Pendant une des campagnes que j'ai faites à la suite de l'empereur, j'écrivis un jour à ma femme pour lui demander quelques détails sur la vie qu'elle et sa sœur menaient à la Malmaison. Elle me répondit, entres autres choses (je transcris un passage de sa réponse): «Nous avions quelquefois des rôles dans des bouffonneries que je ne puis concevoir. Un soir le salon fut séparé en deux par une gaze derrière laquelle était un lit drapé à la grecque, et sur le lit un homme endormi et vêtu de grandes draperies blanches. Auprès du dormeur, madame Bonaparte et d'autres dames frappaient en mesure (et encore pas toujours) sur des vases de bronze; ce qui faisait une terrible musique. Pendant ce charivari, un de ces messieurs me tenait par le milieu du corps, élevée de terre, et je remuais mes bras et mes jambes en cadence. Le concert de ces dames réveillait le dormeur, qui ouvrait de grands yeux sur moi et semblait s'effrayer de mes gestes. Il se levait, et s'éloignait d'un pas rapide, suivi de mon frère qui marchait à quatre pattes, pour figurer, je pense, un chien que devait avoir cet étrange personnage. Comme j'étais alors tout enfant, je n'ai qu'une idée confuse de tout cela; mais la société de madame Bonaparte avait l'air de s'en amuser beaucoup.»
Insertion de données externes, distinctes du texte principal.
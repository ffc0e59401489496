//! Handler and middleware function types.

use std::future::Future;
use std::sync::Arc;

use futures::future::BoxFuture;

use crate::context::Context;
use crate::error::ApiError;

/// What a handler or middleware step returns. Errors never propagate to the
/// dispatch loop; they go to the bot's error sink.
pub type HandlerResult = Result<(), ApiError>;

/// A boxed, type-erased handler. Built from any async closure via
/// [`handler`].
pub type HandlerFn = Arc<dyn Fn(Context) -> BoxFuture<'static, HandlerResult> + Send + Sync>;

/// Middleware shares the handler shape; the difference is purely
/// positional. A middleware step calls [`Context::next`] to let the chain
/// proceed.
pub type MiddlewareFn = HandlerFn;

/// Erases an async closure into a [`HandlerFn`].
pub fn handler<F, Fut>(f: F) -> HandlerFn
where
    F: Fn(Context) -> Fut + Send + Sync + 'static,
    Fut: Future<Output = HandlerResult> + Send + 'static,
{
    Arc::new(move |ctx| -> BoxFuture<'static, HandlerResult> { Box::pin(f(ctx)) })
}

/// Erases an async closure into a [`MiddlewareFn`].
pub fn middleware<F, Fut>(f: F) -> MiddlewareFn
where
    F: Fn(Context) -> Fut + Send + Sync + 'static,
    Fut: Future<Output = HandlerResult> + Send + 'static,
{
    handler(f)
}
Quand le premier consul alla habiter Saint-Cloud; il dit à mon beau-père des choses flatteuses, et lui donna la conciergerie du château. C'était une place de confiance, et dont les détails et la responsabilité étaient considérables. M. Charvet fut chargé d'y organiser le service, et, par ordre du premier consul, il choisit parmi les anciens serviteurs de la reine pour les places de portiers, de frotteurs et de garçons de château. Ceux qui ne pouvaient pas servir eurent des pensions.

Quand le feu prit au château, en 1802, comme je l'ai raconté précédemment, madame Charvet, qui était grosse de plusieurs mois, eut une grande frayeur. On ne jugea pas à propos de la saigner. Elle fit une couche malheureuse, et mourut avant l'âge de trente ans. Louise était en pension depuis quelques années; son père la rappela près de lui pour tenir sa maison. Elle avait alors douze ans. Une de ses amies a bien voulu me donner communication d'une lettre que Louise lui adressa peu de temps après notre mariage, et dont j'ai fait l'extrait qui suit:

«À mon retour de ma pension, j'allai voir sa majesté l'impératrice (alors madame Bonaparte) aux Tuileries. J'étais en grand deuil. Elle m'attira sur ses genoux, me consola, dit qu'elle me servirait de mère et me trouverait un mari. Je pleurais, et je dis que je ne voulais pas me marier.—Non pas à présent, reprit Sa Majesté; mais cela te viendra, sois-en sûre. Je n'étais pourtant pas persuadée que cette envie dût me venir. Je reçus encore quelques caresses, et me retirai. Quand le premier consul était à Saint-Cloud, c'était chez mon père que se réunissaient tous les chefs des différens services. Car mon père est très aimé de la maison, dont il est le plus ancien. M. Constant, qui m'avait vue enfant à la Malmaison, me trouva assez raisonnable à Saint-Cloud pour me demander à mon père, avec l'approbation de Leurs Majestés. Il fut décidé que nous serions mariés après le couronnement. J'ai pris quatorze ans, quinze jours après notre mariage.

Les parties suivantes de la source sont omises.